Я видел, как едва заметно шевелились ее пальцы на узле пояса, как будто хотели сделать что-то тайком от нее. Потом, вполне сознательно и решительно, они развязали узел. Но она не сбросила халат, не дала ему упасть на пол, а плавным движением выскользнула из него как-то вбок, все еще держа его между собой и кроватью, так что передо мной лишь на мгновение мелькнула белизна тела, которое я почему-то ожидал увидеть загорелым, и с обольстительной смесью женственной неловкости и грации нырнула под простыню.
Она легла у самого края кровати, придерживая рукой простыню у подбородка.
— О Господи, — сказала она тихо, чуть капризным, чуть ироническим тоном, — какая же я глупая старая курица!
Несколько секунд она лежала молча, а потом еще тише, но теперь уже без всякой иронии, сказала:
— Прошу вас, будьте со мной понежнее…
Было уже почти пять часов, когда я сидел один в большой гостиной, залитой светом из окна, выходившего на запад, и ждал. Она попросила меня подождать ее внизу, сказав, что не особенно любит заниматься разбором полетов, но не кажется ли мне, что будет вполне уместно, если мы выпьем по-дружески чашку чая. Она сказала, что у Люсиль сегодня свободный вечер, и отправилась на кухню, оставив меня в состоянии странно умиротворенной послелюбовной неги и смутного ощущения какой-то пустоты.

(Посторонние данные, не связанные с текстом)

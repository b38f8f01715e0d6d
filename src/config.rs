//! Adapter configuration and derived settings

use crate::error::{CacheError, Result};
use crate::uri;
use serde::{Deserialize, Serialize};
use std::fmt;
use std::time::Duration;

/// Connection string used when the caller does not provide one
pub const DEFAULT_URI: &str = "mongodb://127.0.0.1:27017/?maxPoolSize=5";

/// Default timeout for establishing a connection
pub const DEFAULT_CONNECT_TIMEOUT: Duration = Duration::from_millis(1000);

/// Default timeout for selecting a server
pub const DEFAULT_SERVER_SELECTION_TIMEOUT: Duration = Duration::from_millis(1000);

/// Database names the server reserves for itself
pub const RESERVED_PARTITIONS: [&str; 3] = ["admin", "local", "config"];

/// Upper bound (exclusive) on the partition name length, in bytes
pub const MAX_PARTITION_LENGTH: usize = 64;

/// Caller-supplied configuration
///
/// Unset fields fall back to the documented defaults when settings are derived.
#[derive(Clone, PartialEq, Eq, Serialize, Deserialize)]
pub struct CacheConfig {
    /// MongoDB connection string; its database path is replaced by `partition`
    pub uri: Option<String>,

    /// Logical namespace, used as the database name
    pub partition: String,

    /// Timeout for establishing a connection
    pub connect_timeout: Option<Duration>,

    /// Timeout for selecting a server
    pub server_selection_timeout: Option<Duration>,
}

impl CacheConfig {
    /// Configuration for `partition` with every other field defaulted
    pub fn new(partition: impl Into<String>) -> Self {
        Self {
            uri: None,
            partition: partition.into(),
            connect_timeout: None,
            server_selection_timeout: None,
        }
    }

    /// Create a new builder for cache configuration
    pub fn builder() -> CacheConfigBuilder {
        CacheConfigBuilder::default()
    }

    /// Load configuration from the environment (and a `.env` file if present)
    ///
    /// Reads `MONGODB_URI`, `CACHE_PARTITION`, `MONGODB_CONNECT_TIMEOUT_MS` and
    /// `MONGODB_SERVER_SELECTION_TIMEOUT_MS`.
    pub fn from_env() -> Result<Self> {
        dotenv::dotenv().ok();

        let partition = std::env::var("CACHE_PARTITION").map_err(|_| {
            CacheError::InvalidConfiguration("CACHE_PARTITION is not set".to_string())
        })?;

        let mut builder = Self::builder().partition(partition);

        if let Ok(uri) = std::env::var("MONGODB_URI") {
            builder = builder.uri(uri);
        }

        if let Some(timeout) = millis_from_env("MONGODB_CONNECT_TIMEOUT_MS")? {
            builder = builder.connect_timeout(timeout);
        }

        if let Some(timeout) = millis_from_env("MONGODB_SERVER_SELECTION_TIMEOUT_MS")? {
            builder = builder.server_selection_timeout(timeout);
        }

        Ok(builder.build())
    }
}

impl fmt::Debug for CacheConfig {
    fn fmt(&self, f: &mut fmt::Formatter<'_>) -> fmt::Result {
        f.debug_struct("CacheConfig")
            .field("uri", &self.uri.as_deref().map(uri::redact))
            .field("partition", &self.partition)
            .field("connect_timeout", &self.connect_timeout)
            .field("server_selection_timeout", &self.server_selection_timeout)
            .finish()
    }
}

fn millis_from_env(name: &str) -> Result<Option<Duration>> {
    match std::env::var(name) {
        Ok(raw) => raw
            .trim()
            .parse::<u64>()
            .map(|ms| Some(Duration::from_millis(ms)))
            .map_err(|e| CacheError::InvalidConfiguration(format!("{}: {}", name, e))),
        Err(_) => Ok(None),
    }
}

/// Builder for cache configuration
#[derive(Debug, Default)]
pub struct CacheConfigBuilder {
    uri: Option<String>,
    partition: Option<String>,
    connect_timeout: Option<Duration>,
    server_selection_timeout: Option<Duration>,
}

impl CacheConfigBuilder {
    /// Set the connection string
    pub fn uri(mut self, uri: impl Into<String>) -> Self {
        self.uri = Some(uri.into());
        self
    }

    /// Set the partition (database name)
    pub fn partition(mut self, partition: impl Into<String>) -> Self {
        self.partition = Some(partition.into());
        self
    }

    /// Set the connect timeout
    pub fn connect_timeout(mut self, timeout: Duration) -> Self {
        self.connect_timeout = Some(timeout);
        self
    }

    /// Set the server selection timeout
    pub fn server_selection_timeout(mut self, timeout: Duration) -> Self {
        self.server_selection_timeout = Some(timeout);
        self
    }

    /// Build the configuration; a missing partition is rejected later by
    /// [`get_settings`]
    pub fn build(self) -> CacheConfig {
        CacheConfig {
            uri: self.uri,
            partition: self.partition.unwrap_or_default(),
            connect_timeout: self.connect_timeout,
            server_selection_timeout: self.server_selection_timeout,
        }
    }
}

/// Timeouts handed to the document store when connecting
#[derive(Debug, Clone, Copy, PartialEq, Eq, Serialize, Deserialize)]
pub struct ConnectOptions {
    pub connect_timeout: Duration,
    pub server_selection_timeout: Duration,
}

impl Default for ConnectOptions {
    fn default() -> Self {
        Self {
            connect_timeout: DEFAULT_CONNECT_TIMEOUT,
            server_selection_timeout: DEFAULT_SERVER_SELECTION_TIMEOUT,
        }
    }
}

/// Settings derived from a [`CacheConfig`]
#[derive(Clone, PartialEq, Eq, Serialize, Deserialize)]
pub struct Settings {
    /// Connection string whose database path equals `partition`
    pub uri: String,
    pub partition: String,
    pub connect: ConnectOptions,
}

impl Settings {
    /// Connection string with the password masked
    pub fn redacted_uri(&self) -> String {
        uri::redact(&self.uri)
    }
}

impl fmt::Debug for Settings {
    fn fmt(&self, f: &mut fmt::Formatter<'_>) -> fmt::Result {
        f.debug_struct("Settings")
            .field("uri", &self.redacted_uri())
            .field("partition", &self.partition)
            .field("connect", &self.connect)
            .finish()
    }
}

/// Check a partition against the server's database naming rules
///
/// - empty string is not valid
/// - admin, local and config are reserved
/// - limited to 64 bytes
pub fn validate_partition(partition: &str) -> Result<()> {
    if partition.is_empty() {
        return Err(CacheError::InvalidConfiguration(
            "Cache partition is required when using MongoDB".to_string(),
        ));
    }

    if RESERVED_PARTITIONS.contains(&partition) {
        return Err(CacheError::InvalidConfiguration(
            "Cache partition name cannot be \"admin\", \"local\", or \"config\" when using MongoDB"
                .to_string(),
        ));
    }

    if partition.len() >= MAX_PARTITION_LENGTH {
        return Err(CacheError::InvalidConfiguration(
            "Cache partition must be less than 64 bytes when using MongoDB".to_string(),
        ));
    }

    Ok(())
}

/// Derive settings from `config`: validate the partition, fill in defaults,
/// and point the connection string at the partition's database
pub fn get_settings(config: &CacheConfig) -> Result<Settings> {
    validate_partition(&config.partition)?;

    let defaults = ConnectOptions::default();
    let base_uri = config.uri.as_deref().unwrap_or(DEFAULT_URI);

    Ok(Settings {
        uri: uri::rewrite_database(base_uri, &config.partition)?,
        partition: config.partition.clone(),
        connect: ConnectOptions {
            connect_timeout: config.connect_timeout.unwrap_or(defaults.connect_timeout),
            server_selection_timeout: config
                .server_selection_timeout
                .unwrap_or(defaults.server_selection_timeout),
        },
    })
}
//! Caller-facing cache client
//!
//! Wraps a [`CacheEngine`] with the checks a host framework performs before
//! reaching storage: the engine must be ready, keys must name a segment and
//! an id, zero TTLs are not stored, and entries past their TTL read as misses
//! even if the backend has not purged them yet (MongoDB's expiry monitor only
//! runs periodically).

use crate::engine::CacheEngine;
use crate::error::{CacheError, Result};
use crate::record::{CacheKey, Envelope};
use chrono::Utc;
use serde::de::DeserializeOwned;
use serde::Serialize;
use std::time::Duration;
use tracing::debug;

/// Typed cache client over any engine
pub struct CacheClient<E> {
    engine: E,
}

impl<E: CacheEngine> CacheClient<E> {
    pub fn new(engine: E) -> Self {
        Self { engine }
    }

    /// The wrapped engine
    pub fn engine(&self) -> &E {
        &self.engine
    }

    pub async fn start(&self) -> Result<()> {
        self.engine.start().await
    }

    pub async fn stop(&self) {
        self.engine.stop().await
    }

    pub fn is_ready(&self) -> bool {
        self.engine.is_ready()
    }

    pub fn validate_segment_name(&self, name: &str) -> Result<()> {
        self.engine.validate_segment_name(name)
    }

    fn ensure_ready(&self) -> Result<()> {
        if self.engine.is_ready() {
            Ok(())
        } else {
            Err(CacheError::Disconnected)
        }
    }

    fn validate_key(&self, key: &CacheKey) -> Result<()> {
        if key.id.is_empty() || key.segment.is_empty() {
            return Err(CacheError::InvalidKey);
        }
        self.engine.validate_segment_name(&key.segment)
    }

    /// Read and decode the entry for `key`
    ///
    /// The returned envelope's `ttl` is the time left before the entry
    /// expires, in milliseconds.
    pub async fn get<T>(&self, key: &CacheKey) -> Result<Option<Envelope<T>>>
    where
        T: DeserializeOwned,
    {
        self.ensure_ready()?;
        self.validate_key(key)?;

        let Some(envelope) = self.engine.get(key).await? else {
            return Ok(None);
        };

        let expires_at = envelope
            .stored
            .saturating_add(i64::try_from(envelope.ttl).unwrap_or(i64::MAX));
        let remaining = expires_at.saturating_sub(Utc::now().timestamp_millis());

        if remaining <= 0 {
            debug!("Cache entry expired: {}", key);
            return Ok(None);
        }

        Ok(Some(Envelope {
            item: serde_json::from_value(envelope.item)?,
            stored: envelope.stored,
            ttl: u64::try_from(remaining).unwrap_or(0),
        }))
    }

    /// Encode and store `value` under `key` for `ttl`
    ///
    /// A zero `ttl` stores nothing.
    pub async fn set<T>(&self, key: &CacheKey, value: &T, ttl: Duration) -> Result<()>
    where
        T: Serialize + ?Sized,
    {
        self.ensure_ready()?;
        self.validate_key(key)?;

        let ttl_ms = u64::try_from(ttl.as_millis()).unwrap_or(u64::MAX);
        if ttl_ms == 0 {
            debug!("Skipping cache entry with zero ttl: {}", key);
            return Ok(());
        }

        let value = serde_json::to_value(value)?;
        self.engine.set(key, &value, ttl_ms).await
    }

    /// Remove the entry for `key`
    pub async fn drop(&self, key: &CacheKey) -> Result<()> {
        self.ensure_ready()?;
        self.validate_key(key)?;

        self.engine.drop(key).await
    }
}
//! MongoDB cache adapter
//!
//! Owns the backend client for its whole lifetime, provisions one collection
//! (with an expiry index) per segment, and maps cache entries onto documents
//! of the form `{_id, value, stored, ttl, expiresAt}`.

use crate::config::{get_settings, CacheConfig, Settings};
use crate::error::{CacheError, Result};
use crate::record::{CacheKey, Envelope, Record};
use crate::segment::{validate_segment_name, SegmentNameError};
use crate::store::{
    DocumentStore, MongoStore, StoreClient, StoreCollection, StoreDatabase, EXPIRES_AT_FIELD,
};
use chrono::Utc;
use parking_lot::Mutex;
use serde_json::Value;
use std::collections::HashMap;
use std::sync::Arc;
use std::time::Duration;
use tokio::sync::OnceCell;
use tracing::{debug, error, info, warn};

/// Observable connection phase
#[derive(Debug, Clone, Copy, PartialEq, Eq)]
pub enum ConnectionPhase {
    Idle,
    Connecting,
    Connected,
}

struct Connection {
    client: Arc<dyn StoreClient>,
    database: Arc<dyn StoreDatabase>,
}

enum ConnectionState {
    Idle,
    Connecting,
    Connected(Connection),
}

impl ConnectionState {
    fn phase(&self) -> ConnectionPhase {
        match self {
            ConnectionState::Idle => ConnectionPhase::Idle,
            ConnectionState::Connecting => ConnectionPhase::Connecting,
            ConnectionState::Connected(_) => ConnectionPhase::Connected,
        }
    }
}

/// Provisioned once, shared by every caller of the same segment
type CollectionSlot = Arc<OnceCell<Arc<dyn StoreCollection>>>;

/// Cache adapter backed by a document store
pub struct MongoCache {
    settings: Settings,
    store: Arc<dyn DocumentStore>,
    state: Mutex<ConnectionState>,
    collections: Mutex<HashMap<String, CollectionSlot>>,
}

/// Puts the state back to `Idle` if a connect attempt is abandoned midway
struct ConnectAttempt<'a> {
    state: &'a Mutex<ConnectionState>,
    armed: bool,
}

impl ConnectAttempt<'_> {
    fn finish(mut self, next: ConnectionState) {
        *self.state.lock() = next;
        self.armed = false;
    }
}

impl Drop for ConnectAttempt<'_> {
    fn drop(&mut self) {
        if self.armed {
            let mut state = self.state.lock();
            if matches!(*state, ConnectionState::Connecting) {
                *state = ConnectionState::Idle;
            }
        }
    }
}

impl MongoCache {
    /// Create an adapter that connects through the MongoDB driver
    ///
    /// Fails with [`CacheError::InvalidConfiguration`] if the partition is
    /// reserved, too long, or the connection string is not a MongoDB one.
    pub fn new(config: CacheConfig) -> Result<Self> {
        Self::with_store(config, Arc::new(MongoStore::new()))
    }

    /// Create an adapter on top of any document store
    pub fn with_store(config: CacheConfig, store: Arc<dyn DocumentStore>) -> Result<Self> {
        let settings = get_settings(&config)?;

        Ok(Self {
            settings,
            store,
            state: Mutex::new(ConnectionState::Idle),
            collections: Mutex::new(HashMap::new()),
        })
    }

    /// Derived settings in effect
    pub fn settings(&self) -> &Settings {
        &self.settings
    }

    pub fn partition(&self) -> &str {
        &self.settings.partition
    }

    /// Current connection phase
    pub fn phase(&self) -> ConnectionPhase {
        self.state.lock().phase()
    }

    /// Connect to the backend
    ///
    /// Returns immediately when already connected or when another call is
    /// already connecting; such a caller should poll [`is_ready`](Self::is_ready)
    /// rather than assume the connection is up. A failed attempt leaves the
    /// adapter idle and returns the backend error untouched.
    pub async fn start(&self) -> Result<()> {
        {
            let mut state = self.state.lock();
            match *state {
                ConnectionState::Connected(_) | ConnectionState::Connecting => return Ok(()),
                ConnectionState::Idle => *state = ConnectionState::Connecting,
            }
        }

        let attempt = ConnectAttempt {
            state: &self.state,
            armed: true,
        };

        debug!("Connecting to {}", self.settings.redacted_uri());

        let connected = match self
            .store
            .connect(&self.settings.uri, &self.settings.connect)
            .await
        {
            Ok(client) => client
                .default_database()
                .map(|database| Connection { client, database }),
            Err(e) => Err(e),
        };

        match connected {
            Ok(connection) => {
                attempt.finish(ConnectionState::Connected(connection));
                info!(
                    "Cache connected (partition: {})",
                    self.settings.partition
                );
                Ok(())
            }
            Err(e) => {
                attempt.finish(ConnectionState::Idle);
                error!("Cache connection failed: {}", e);
                Err(CacheError::Backend(e))
            }
        }
    }

    /// Disconnect from the backend and forget every provisioned collection
    ///
    /// Does nothing when no client is held, so it is safe to call repeatedly.
    pub async fn stop(&self) {
        let connection = {
            let mut state = self.state.lock();
            match std::mem::replace(&mut *state, ConnectionState::Idle) {
                ConnectionState::Connected(connection) => {
                    // Cleared under the state lock so no slot of this
                    // connection can be inserted afterwards
                    self.collections.lock().clear();
                    connection
                }
                other => {
                    *state = other;
                    return;
                }
            }
        };

        if let Err(e) = connection.client.close().await {
            warn!("Failed to close cache connection cleanly: {}", e);
        }

        info!(
            "Cache disconnected (partition: {})",
            self.settings.partition
        );
    }

    /// Whether a connection is established
    pub fn is_ready(&self) -> bool {
        matches!(*self.state.lock(), ConnectionState::Connected(_))
    }

    /// Check that `name` can be used as a segment in this partition
    pub fn validate_segment_name(&self, name: &str) -> Result<()> {
        validate_segment_name(name, &self.settings.partition)?;
        Ok(())
    }

    fn ensure_started(&self) -> Result<()> {
        match *self.state.lock() {
            ConnectionState::Idle => Err(CacheError::NotStarted),
            _ => Ok(()),
        }
    }

    fn ensure_key(&self, key: &CacheKey) -> Result<()> {
        self.ensure_started()?;

        if key.id.is_empty() {
            return Err(CacheError::InvalidKey);
        }
        Ok(())
    }

    /// Database of the live connection and the segment's slot, taken together
    /// so a concurrent `stop()` cannot clear the map in between
    fn provisioning_slot(&self, name: &str) -> Result<(Arc<dyn StoreDatabase>, CollectionSlot)> {
        let state = self.state.lock();
        let ConnectionState::Connected(connection) = &*state else {
            return Err(CacheError::NotReady);
        };

        if name.is_empty() {
            return Err(SegmentNameError::Empty.into());
        }

        let mut collections = self.collections.lock();
        let slot = Arc::clone(collections.entry(name.to_string()).or_default());
        Ok((Arc::clone(&connection.database), slot))
    }

    /// Collection backing the segment `name`
    ///
    /// The first call per segment creates the expiry index; later calls reuse
    /// the cached handle. If index creation fails nothing is cached, so the
    /// next call provisions again.
    pub async fn get_collection(&self, name: &str) -> Result<Arc<dyn StoreCollection>> {
        let (database, slot) = self.provisioning_slot(name)?;

        let collection = slot
            .get_or_try_init(|| async {
                let collection = database.collection(name);
                collection
                    .create_expiry_index(EXPIRES_AT_FIELD, Duration::ZERO)
                    .await
                    .map_err(CacheError::Backend)?;

                debug!("Provisioned collection {}.{}", database.name(), name);
                Ok::<_, CacheError>(collection)
            })
            .await?;

        Ok(Arc::clone(collection))
    }

    /// Read the entry for `key`; `None` on a miss
    pub async fn get(&self, key: &CacheKey) -> Result<Option<Envelope>> {
        self.ensure_key(key)?;

        let collection = self.get_collection(&key.segment).await?;
        let record = collection
            .find_one(&key.id)
            .await
            .map_err(CacheError::Backend)?;

        let Some(record) = record else {
            debug!("Cache miss: {}", key);
            return Ok(None);
        };

        let stored = record.stored.ok_or(CacheError::MalformedRecord)?;

        debug!("Cache hit: {}", key);
        Ok(Some(Envelope {
            item: record.value,
            stored: stored.timestamp_millis(),
            ttl: record.ttl,
        }))
    }

    /// Create or replace the entry for `key`, expiring `ttl` milliseconds from now
    pub async fn set(&self, key: &CacheKey, value: &Value, ttl: u64) -> Result<()> {
        self.ensure_key(key)?;

        let collection = self.get_collection(&key.segment).await?;
        let record = Record::new(value.clone(), ttl, Utc::now());

        collection
            .upsert(&key.id, &record)
            .await
            .map_err(CacheError::Backend)?;

        debug!("Stored cache entry: {} (ttl: {}ms)", key, ttl);
        Ok(())
    }

    /// Remove the entry for `key`; removing a missing entry succeeds
    pub async fn drop(&self, key: &CacheKey) -> Result<()> {
        self.ensure_key(key)?;

        let collection = self.get_collection(&key.segment).await?;
        collection
            .delete_one(&key.id)
            .await
            .map_err(CacheError::Backend)?;

        debug!("Dropped cache entry: {}", key);
        Ok(())
    }
}
//! Environment-driven configuration
//!
//! Kept in its own test binary because it mutates process environment.

use mongo_cache_adapter::{get_settings, CacheConfig, CacheError};
use std::time::Duration;

#[test]
fn test_config_from_env() {
    std::env::set_var("CACHE_PARTITION", "env-testing");
    std::env::set_var("MONGODB_URI", "mongodb://db1:27017,db2:27017/?replicaSet=rs");
    std::env::set_var("MONGODB_CONNECT_TIMEOUT_MS", "2500");
    std::env::remove_var("MONGODB_SERVER_SELECTION_TIMEOUT_MS");

    let config = CacheConfig::from_env().unwrap();
    assert_eq!(config.partition, "env-testing");
    assert_eq!(config.connect_timeout, Some(Duration::from_millis(2500)));
    assert_eq!(config.server_selection_timeout, None);

    let settings = get_settings(&config).unwrap();
    assert_eq!(
        settings.uri,
        "mongodb://db1:27017,db2:27017/env-testing?replicaSet=rs"
    );

    std::env::set_var("MONGODB_CONNECT_TIMEOUT_MS", "soon");
    assert!(matches!(
        CacheConfig::from_env(),
        Err(CacheError::InvalidConfiguration(_))
    ));

    std::env::remove_var("MONGODB_CONNECT_TIMEOUT_MS");
    std::env::remove_var("CACHE_PARTITION");
    assert!(matches!(
        CacheConfig::from_env(),
        Err(CacheError::InvalidConfiguration(_))
    ));
}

Потом она вдруг появилась — такая же энергичная, свежая, улыбчивая и сдержанная, как и всегда, — разлила чай и подвинула чашку к большой, загорелой руке со сломанными ногтями, которая каким-то таинственным образом оказалась моей.
— Сахару два куска? — спросила она. — Достаточно?
Сахару было достаточно, и я глотнул обжигающей жидкости, чтобы вернуть себе чувство реальности.
— Как я только что говорила, — заметила она небрежно, прихлебнув чаю, — не люблю заниматься разбором полетов, хотя должна сказать, что эта маленькая неожиданная и, могу добавить, единственная в своем роде шалость не может не навести вашу покорную слугу на кое-какие размышления. Но я хотела сказать другое — я всегда по достоинству ценю то, что в жизни стоит ценить. — Она задумалась. — Понимаете… Да нет, вы не понимаете, вы еще не успели этому научиться. Такая способность ценить то, что стоит ценить, — наверное, единственное, что остается до самого конца.
На это мало что можно было ответить.
— Я хотела сказать, что стоит это ценить или не стоит, но перед вами пожилая дама, которая только что впуталась в ужасную историю. И должна заявить со всей откровенностью, исключительно по собственной вине.